When a survey by the United States Army Corps of Engineers showed the harbor at Yaquina Bay to be deeper than had been supposed, interest in development of the area boomed. In April 1883, the beach front at Newport was enclosed by a bulkhead and filled to form Front Street, the first street in Newport, which effectively functioned as a long pier along the bay front. By 1885, the Oregon Pacific Railroad had been built from the Willamette Valley all the way through to Yaquina City.

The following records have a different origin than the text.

use std::path::PathBuf;
use thiserror::Error;

pub type BoxError = Box<dyn std::error::Error + Send + Sync>;

/// Structured error types for the batch pipeline.
///
/// Two kinds end a run before any job is dispatched: an invalid input directory and
/// a failed engine initialization. Everything else is raised inside a single job and
/// is turned into a failed outcome at the job boundary.
#[derive(Error, Debug)]
pub enum SegBatchError {
    #[error("Configuration error: {message}")]
    Configuration { message: String },

    #[error("Invalid input directory {path:?}: {reason}")]
    InvalidInputDirectory { path: PathBuf, reason: String },

    #[error("Engine initialization failed for model `{model}`")]
    EngineInitialization {
        model: String,
        #[source]
        source: BoxError,
    },

    #[error("Filesystem error: {operation} failed for {path:?}")]
    FileSystem {
        path: PathBuf,
        operation: String,
        #[source]
        source: std::io::Error,
    },

    #[error("Image processing error: {operation} failed (file: {path:?})")]
    ImageProcessing {
        path: PathBuf,
        operation: String,
        #[source]
        source: BoxError,
    },

    #[error("Engine error: {operation} failed")]
    Engine {
        operation: String,
        #[source]
        source: BoxError,
    },

    #[error("Output {output:?} is already claimed by {claimed_by:?}")]
    OutputCollision { output: PathBuf, claimed_by: PathBuf },

    #[error("Worker pool error: {operation} failed")]
    WorkerPool {
        operation: String,
        #[source]
        source: BoxError,
    },
}

pub type Result<T> = std::result::Result<T, SegBatchError>;

impl SegBatchError {
    pub(crate) fn engine<E>(operation: impl Into<String>, source: E) -> Self
    where
        E: Into<BoxError>,
    {
        Self::Engine {
            operation: operation.into(),
            source: source.into(),
        }
    }
}

/// Convert I/O errors to filesystem errors.
///
/// Callers that know the path and operation should build `FileSystem` directly; this
/// is the fallback for the few places without that context.
impl From<std::io::Error> for SegBatchError {
    fn from(err: std::io::Error) -> Self {
        Self::FileSystem {
            path: PathBuf::from("unknown"),
            operation: "unknown".to_string(),
            source: err,
        }
    }
}

impl From<ort::Error> for SegBatchError {
    fn from(err: ort::Error) -> Self {
        Self::engine("ort operation", err)
    }
}

/// Render an error and its whole `source()` chain on one line.
pub fn error_chain(err: &(dyn std::error::Error + 'static)) -> String {
    let mut message = err.to_string();
    let mut source = err.source();
    while let Some(cause) = source {
        message.push_str(": ");
        message.push_str(&cause.to_string());
        source = cause.source();
    }
    message
}
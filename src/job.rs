use std::fs::{self, File};
use std::io::{BufWriter, Write};
use std::panic::{self, AssertUnwindSafe};
use std::path::{Path, PathBuf};

use image::codecs::png::{CompressionType, FilterType as PngFilter, PngEncoder};
use image::{DynamicImage, ExtendedColorType, ImageEncoder, ImageReader, RgbaImage};
use log::debug;

use crate::engine::EngineHandle;
use crate::errors::{error_chain, BoxError, Result, SegBatchError};
use crate::imageops::resize_to_fit;
use crate::traits::SegmentationEngine;

const PARTIAL_SUFFIX: &str = "part";

/// Per-job slice of the run options.
#[derive(Debug, Clone, Copy, PartialEq, Eq, Default)]
pub struct JobOptions {
    pub force: bool,
    pub max_dimension: Option<u32>,
}

/// One input image and the output it produces.
#[derive(Debug, Clone, PartialEq, Eq)]
pub struct Job {
    pub input: PathBuf,
    pub output: PathBuf,
    pub options: JobOptions,
}

/// Result of one job. Every dispatched job produces exactly one.
#[derive(Debug, Clone, PartialEq, Eq)]
pub enum JobOutcome {
    /// The output already existed and `force` was off.
    Skipped,
    Succeeded,
    Failed(String),
}

impl JobOutcome {
    fn from_error(err: &SegBatchError) -> Self {
        Self::Failed(error_chain(err))
    }
}

impl Job {
    pub const fn new(input: PathBuf, output: PathBuf, options: JobOptions) -> Self {
        Self {
            input,
            output,
            options,
        }
    }

    /// Run the full transform. Errors and panics become `JobOutcome::Failed`.
    pub fn execute<E: SegmentationEngine>(&self, engine: &EngineHandle<E>) -> JobOutcome {
        match panic::catch_unwind(AssertUnwindSafe(|| self.try_execute(engine))) {
            Ok(Ok(outcome)) => outcome,
            Ok(Err(err)) => JobOutcome::from_error(&err),
            Err(payload) => JobOutcome::Failed(panic_message(payload.as_ref())),
        }
    }

    fn try_execute<E: SegmentationEngine>(&self, engine: &EngineHandle<E>) -> Result<JobOutcome> {
        if !self.options.force && self.output.exists() {
            debug!("Skipping {}: output exists", self.input.display());
            return Ok(JobOutcome::Skipped);
        }

        if let Some(parent) = self.output.parent() {
            fs::create_dir_all(parent).map_err(|e| SegBatchError::FileSystem {
                path: parent.to_path_buf(),
                operation: "output directory creation".to_string(),
                source: e,
            })?;
        }

        let mut image = self.decode_input()?;
        if let Some(max_dimension) = self.options.max_dimension {
            image = resize_to_fit(image, max_dimension);
        }
        let rgba = image.into_rgba8();

        let cutout = engine.segment(&rgba)?;
        write_png(&cutout, &self.output)?;

        debug!("{} -> {}", self.input.display(), self.output.display());
        Ok(JobOutcome::Succeeded)
    }

    fn decode_input(&self) -> Result<DynamicImage> {
        let image_error = |operation: &str, source: BoxError| {
            SegBatchError::ImageProcessing {
                path: self.input.clone(),
                operation: operation.to_string(),
                source,
            }
        };

        ImageReader::open(&self.input)
            .map_err(|e| SegBatchError::FileSystem {
                path: self.input.clone(),
                operation: "image open".to_string(),
                source: e,
            })?
            .with_guessed_format()
            .map_err(|e| image_error("format detection", Box::new(e)))?
            .decode()
            .map_err(|e| image_error("image decoding", Box::new(e)))
    }
}

/// Encode `image` as PNG next to `output` and rename it into place, so an
/// interrupted write never leaves a truncated file that a later run would skip.
pub fn write_png(image: &RgbaImage, output: &Path) -> Result<()> {
    let partial = partial_path(output);
    let result = encode_to(image, &partial).and_then(|()| {
        fs::rename(&partial, output).map_err(|e| SegBatchError::FileSystem {
            path: output.to_path_buf(),
            operation: "rename into place".to_string(),
            source: e,
        })
    });
    if result.is_err() {
        let _ = fs::remove_file(&partial);
    }
    result
}

fn encode_to(image: &RgbaImage, path: &Path) -> Result<()> {
    let file = File::create(path).map_err(|e| SegBatchError::FileSystem {
        path: path.to_path_buf(),
        operation: "output file creation".to_string(),
        source: e,
    })?;
    let mut writer = BufWriter::new(file);

    PngEncoder::new_with_quality(&mut writer, CompressionType::Best, PngFilter::Adaptive)
        .write_image(
            image.as_raw(),
            image.width(),
            image.height(),
            ExtendedColorType::Rgba8,
        )
        .map_err(|e| SegBatchError::ImageProcessing {
            path: path.to_path_buf(),
            operation: "png encoding".to_string(),
            source: Box::new(e),
        })?;

    writer.flush().map_err(|e| SegBatchError::FileSystem {
        path: path.to_path_buf(),
        operation: "output flush".to_string(),
        source: e,
    })
}

fn partial_path(output: &Path) -> PathBuf {
    let mut name = output.as_os_str().to_os_string();
    name.push(".");
    name.push(PARTIAL_SUFFIX);
    PathBuf::from(name)
}

fn panic_message(payload: &(dyn std::any::Any + Send)) -> String {
    let detail = payload
        .downcast_ref::<&str>()
        .map(|s| (*s).to_string())
        .or_else(|| payload.downcast_ref::<String>().cloned())
        .unwrap_or_else(|| "unknown panic payload".to_string());
    format!("panicked: {detail}")
}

Once the railroad reached Yaquina City, boats on Yaquina Bay made daily runs from there to Newport. Normally it took three and a half-days to travel by steamship from Portland to San Francisco, California. By taking the train from Portland to Yaquina City, and boarding a ship there, a traveler could save 40 hours off the trip to San Francisco. While there had been four steamships on this route, one of them, Yaquina City, wrecked on the South Jetty in December 1887, and her replacement, Yaquina Bay, was also wrecked in 1888 on her first trip into the harbor. These wrecks, and financial difficulties for the railroad, left the route unable to compete with the better transportation network centered on Portland. Steamship service to San Francisco ended in the 1890s.

At least one vessel was built at Oneatta, the steam tug Augusta, in 1888.

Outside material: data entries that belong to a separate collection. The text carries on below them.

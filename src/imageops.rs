use image::{imageops::FilterType, DynamicImage, GenericImageView, GrayImage, RgbaImage};

use crate::errors::{Result, SegBatchError};

/// Downscale so neither side exceeds `max_dimension`, keeping the aspect ratio.
/// Images already within bounds are returned untouched.
pub fn resize_to_fit(image: DynamicImage, max_dimension: u32) -> DynamicImage {
    let (width, height) = image.dimensions();
    if width <= max_dimension && height <= max_dimension {
        return image;
    }
    image.resize(max_dimension, max_dimension, FilterType::Lanczos3)
}

/// Multiply the alpha channel of `image` by `mask`.
pub fn apply_alpha_mask(image: &mut RgbaImage, mask: &GrayImage) -> Result<()> {
    if image.dimensions() != mask.dimensions() {
        let (iw, ih) = image.dimensions();
        let (mw, mh) = mask.dimensions();
        return Err(SegBatchError::engine(
            "alpha mask application",
            format!("image is {iw}x{ih} but mask is {mw}x{mh}"),
        ));
    }

    for (pixel, mask_pixel) in image.pixels_mut().zip(mask.pixels()) {
        let alpha = u16::from(pixel[3]) * u16::from(mask_pixel[0]);
        pixel[3] = ((alpha + 127) / 255) as u8;
    }
    Ok(())
}

#[cfg(test)]
mod tests {
    use super::*;
    use image::{Luma, Rgba};

    #[test]
    fn test_resize_to_fit_keeps_aspect_ratio() {
        let image = DynamicImage::new_rgb8(400, 200);
        let resized = resize_to_fit(image, 100);
        assert_eq!(resized.dimensions(), (100, 50));

        let tall = DynamicImage::new_rgb8(30, 90);
        assert_eq!(resize_to_fit(tall, 45).dimensions(), (15, 45));
    }

    #[test]
    fn test_resize_to_fit_never_upscales() {
        let image = DynamicImage::new_rgb8(64, 32);
        assert_eq!(resize_to_fit(image, 1024).dimensions(), (64, 32));
    }

    #[test]
    fn test_apply_alpha_mask() -> Result<()> {
        let mut image = RgbaImage::from_pixel(2, 1, Rgba([10, 20, 30, 255]));
        let mut mask = GrayImage::new(2, 1);
        mask.put_pixel(0, 0, Luma([0]));
        mask.put_pixel(1, 0, Luma([128]));

        apply_alpha_mask(&mut image, &mask)?;

        assert_eq!(image.get_pixel(0, 0), &Rgba([10, 20, 30, 0]));
        assert_eq!(image.get_pixel(1, 0), &Rgba([10, 20, 30, 128]));
        Ok(())
    }

    #[test]
    fn test_apply_alpha_mask_dimension_mismatch() {
        let mut image = RgbaImage::new(2, 2);
        let mask = GrayImage::new(3, 2);
        assert!(apply_alpha_mask(&mut image, &mask).is_err());
    }
}
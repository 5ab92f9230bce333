use env_logger::{Builder, Env};
use log::{Level, LevelFilter};
use std::io::Write;

/// Dependencies log at `warn`; this crate at `info`, or `debug` when verbose.
/// `RUST_LOG` directives are applied on top of these defaults.
pub fn setup_logging(verbose: bool) {
    let _ = default_filters(verbose)
        .parse_env(Env::default())
        .format(|buf, record| {
            let name = env!("CARGO_PKG_NAME");
            match record.level() {
                Level::Error | Level::Warn => writeln!(
                    buf,
                    "[{} {} {}] {}",
                    name,
                    record.level(),
                    record.target(),
                    record.args()
                ),
                _ => writeln!(buf, "[{}] {}", name, record.args()),
            }
        })
        .try_init();
}

fn default_filters(verbose: bool) -> Builder {
    let level = if verbose {
        LevelFilter::Debug
    } else {
        LevelFilter::Info
    };

    let mut builder = Builder::new();
    builder
        .filter_level(LevelFilter::Warn)
        .filter_module(env!("CARGO_CRATE_NAME"), level);
    builder
}

#[cfg(test)]
mod tests {
    use super::*;
    use log::{Log, Metadata};

    fn enabled(logger: &impl Log, target: &str, level: Level) -> bool {
        logger.enabled(&Metadata::builder().target(target).level(level).build())
    }

    #[test]
    fn test_default_levels() {
        let crate_name = env!("CARGO_CRATE_NAME");
        let quiet = default_filters(false).build();
        assert!(enabled(&quiet, crate_name, Level::Info));
        assert!(!enabled(&quiet, crate_name, Level::Debug));
        assert!(enabled(&quiet, "ort", Level::Warn));
        assert!(!enabled(&quiet, "ort", Level::Info));

        let verbose = default_filters(true).build();
        assert!(enabled(&verbose, crate_name, Level::Debug));
    }

    #[test]
    fn test_env_directives_override_defaults() {
        let crate_name = env!("CARGO_CRATE_NAME");
        let logger = default_filters(false)
            .parse_filters(&format!("{crate_name}=trace"))
            .build();
        assert!(enabled(&logger, crate_name, Level::Trace));

        let global = default_filters(false).parse_filters("debug").build();
        assert!(enabled(&global, "ort", Level::Debug));
    }
}
use image::RgbaImage;
use log::{debug, info};
use parking_lot::Mutex;
use std::time::Instant;

use crate::config::EngineAccess;
use crate::errors::Result;
use crate::traits::SegmentationEngine;

/// The loaded engine, shared by reference with every job of a run.
///
/// Nothing mutates the engine after construction. With `EngineAccess::Serialized`
/// each call also holds `gate`, so at most one inference runs at a time.
pub struct EngineHandle<E: SegmentationEngine> {
    engine: E,
    access: EngineAccess,
    gate: Mutex<()>,
}

impl<E: SegmentationEngine> EngineHandle<E> {
    pub fn new(engine: E, access: EngineAccess) -> Self {
        Self {
            engine,
            access,
            gate: Mutex::new(()),
        }
    }

    /// Load the engine once. Any error is fatal for the run.
    pub fn initialize<F>(access: EngineAccess, init: F) -> Result<Self>
    where
        F: FnOnce() -> Result<E>,
    {
        let started = Instant::now();
        let engine = init()?;
        info!(
            "Loaded model `{}` in {:.2?} ({:?} access)",
            engine.model_name(),
            started.elapsed(),
            access
        );
        Ok(Self::new(engine, access))
    }

    /// Segment one image and normalize the result to RGBA.
    pub fn segment(&self, image: &RgbaImage) -> Result<RgbaImage> {
        let output = match self.access {
            EngineAccess::Shared => self.engine.segment(image),
            EngineAccess::Serialized => {
                let _guard = self.gate.lock();
                debug!("Engine gate acquired");
                self.engine.segment(image)
            }
        }?;
        output.into_rgba8()
    }

    pub fn engine(&self) -> &E {
        &self.engine
    }
}
use std::path::{Path, PathBuf};

use crate::errors::{Result, SegBatchError};

pub const OUTPUT_EXTENSION: &str = "png";

/// How output files are laid out under the output root.
#[derive(Debug, Clone, Copy, PartialEq, Eq)]
pub enum OutputLayout {
    /// Every result lands directly in the output root, named after the input stem.
    Flatten,
    /// The input's relative directory structure is reproduced.
    Mirror,
}

impl OutputLayout {
    pub const fn from_keep_structure(keep_structure: bool) -> Self {
        if keep_structure {
            Self::Mirror
        } else {
            Self::Flatten
        }
    }
}

/// Derive the output path for `input`. The result always ends in `.png`.
pub fn map_output(
    input: &Path,
    input_root: &Path,
    output_root: &Path,
    layout: OutputLayout,
) -> Result<PathBuf> {
    let relative = input
        .strip_prefix(input_root)
        .map_err(|_| SegBatchError::FileSystem {
            path: input.to_path_buf(),
            operation: "relative path extraction".to_string(),
            source: std::io::Error::new(
                std::io::ErrorKind::InvalidInput,
                "input file is not within the input directory",
            ),
        })?;

    let stem = relative
        .file_stem()
        .ok_or_else(|| SegBatchError::FileSystem {
            path: input.to_path_buf(),
            operation: "file stem extraction".to_string(),
            source: std::io::Error::new(std::io::ErrorKind::InvalidInput, "path has no file name"),
        })?;

    let mut file_name = stem.to_os_string();
    file_name.push(".");
    file_name.push(OUTPUT_EXTENSION);

    let output = match layout {
        OutputLayout::Mirror => output_root.join(relative).with_file_name(file_name),
        OutputLayout::Flatten => output_root.join(file_name),
    };
    Ok(output)
}
pub mod config;
pub mod discovery;
pub mod engine;
pub mod errors;
pub mod imageops;
pub mod job;
pub mod logger;
pub mod model;
pub mod paths;
pub mod plan;
pub mod progress_tracker;
pub mod traits;
pub mod worker;

pub mod mocks;

use std::fs;
use std::path::Path;

use log::info;

pub use config::{Config, EngineAccess, EngineSpec, RunOptions};
pub use discovery::{discover, ImageFile};
pub use engine::EngineHandle;
pub use errors::{Result, SegBatchError};
pub use job::{Job, JobOutcome};
pub use model::OnnxEngine;
pub use progress_tracker::{ProgressTracker, RunSummary};
pub use traits::*;

use crate::plan::plan_jobs;
use crate::worker::WorkerPool;

/// Runs a whole directory through one loaded engine.
pub struct BatchProcessor<E: SegmentationEngine> {
    engine: EngineHandle<E>,
    options: RunOptions,
    show_progress: bool,
}

impl<E: SegmentationEngine> BatchProcessor<E> {
    pub const fn new(engine: EngineHandle<E>, options: RunOptions) -> Self {
        Self {
            engine,
            options,
            show_progress: true,
        }
    }

    pub const fn with_progress(mut self, show_progress: bool) -> Self {
        self.show_progress = show_progress;
        self
    }

    pub fn engine(&self) -> &EngineHandle<E> {
        &self.engine
    }

    /// Process every supported image under `input_dir`.
    ///
    /// Only an invalid input directory or a broken configuration is returned as an
    /// error; per-file failures are counted in the summary.
    pub fn process_directory(&self, input_dir: &Path, output_dir: &Path) -> Result<RunSummary> {
        self.options.validate()?;
        let files = discover(input_dir, self.options.recursive)?;
        create_output_root(output_dir)?;

        if files.is_empty() {
            info!("No images found in {}", input_dir.display());
            return Ok(RunSummary::empty(output_dir));
        }
        self.process_files(&files, input_dir, output_dir)
    }

    fn process_files(
        &self,
        files: &[ImageFile],
        input_dir: &Path,
        output_dir: &Path,
    ) -> Result<RunSummary> {
        let plan = plan_jobs(files, input_dir, output_dir, &self.options);
        let pool = WorkerPool::new(self.options.workers)?;
        info!(
            "Found {} image(s), processing with {} worker(s)",
            plan.len(),
            pool.worker_count()
        );

        let tracker = if self.show_progress {
            ProgressTracker::new(plan.len())
        } else {
            ProgressTracker::hidden(plan.len())
        };

        for (input, outcome) in &plan.rejected {
            tracker.record(input, outcome);
        }
        pool.run_all(plan.jobs, &self.engine, |job, outcome| {
            tracker.record(&job.input, &outcome);
        });

        Ok(tracker.finish(output_dir))
    }
}

/// Discover, load the engine, then process.
///
/// The engine is loaded only when there is something to process, and before the
/// output directory is created, so a failed load leaves no trace on disk.
pub fn run<E, F>(
    input_dir: &Path,
    output_dir: &Path,
    options: RunOptions,
    init_engine: F,
) -> Result<RunSummary>
where
    E: SegmentationEngine,
    F: FnOnce() -> Result<E>,
{
    options.validate()?;
    let files = discover(input_dir, options.recursive)?;

    if files.is_empty() {
        create_output_root(output_dir)?;
        info!("No images found in {}", input_dir.display());
        return Ok(RunSummary::empty(output_dir));
    }

    let engine = EngineHandle::initialize(options.engine_access, init_engine)?;
    create_output_root(output_dir)?;
    BatchProcessor::new(engine, options).process_files(&files, input_dir, output_dir)
}

fn create_output_root(output_dir: &Path) -> Result<()> {
    fs::create_dir_all(output_dir).map_err(|e| SegBatchError::FileSystem {
        path: output_dir.to_path_buf(),
        operation: "output directory creation".to_string(),
        source: e,
    })
}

==Ferries to the south shore==
Ferries had operated from Newport to the south shore of Yaquina Bay since 1866. They had been privately owned until the 1890s when the City of Newport, and later Lincoln County began giving the ferry a subsidy. In 1913, one Zenas Copeland, owner of the Mud Hen, received a contract to run the ferry route to the south shore. Ferry service continued to the opening of the Yaquina Bay Bridge.

==Rise of tourist business==
Once the Oregon Pacific Railroad reached Toledo, on the east end of Yaquina Bay, tourists started coming to the bay from the Willamette Valley. The roads were bad or nonexistent at the time, so the only way to the seaside hotels at Newport was to cross the Yaquina Bay by steamer.

On March 7, 1896, the propeller steamer Volante, which had been built at Oneatta in 1892 for the Yaquina Bay service, burned at her mooring at the Newport waterfront. In 1908, the propeller steamer Newport (81) tons was built at Yaquina for Capt. James Chatterton as a replacement for the T.M. Richardson on the Yaquina-Newport run. Later, Jack Fogarty and Capt. Oscar Jacobson bought Newport and the run from Capt. Chatterson.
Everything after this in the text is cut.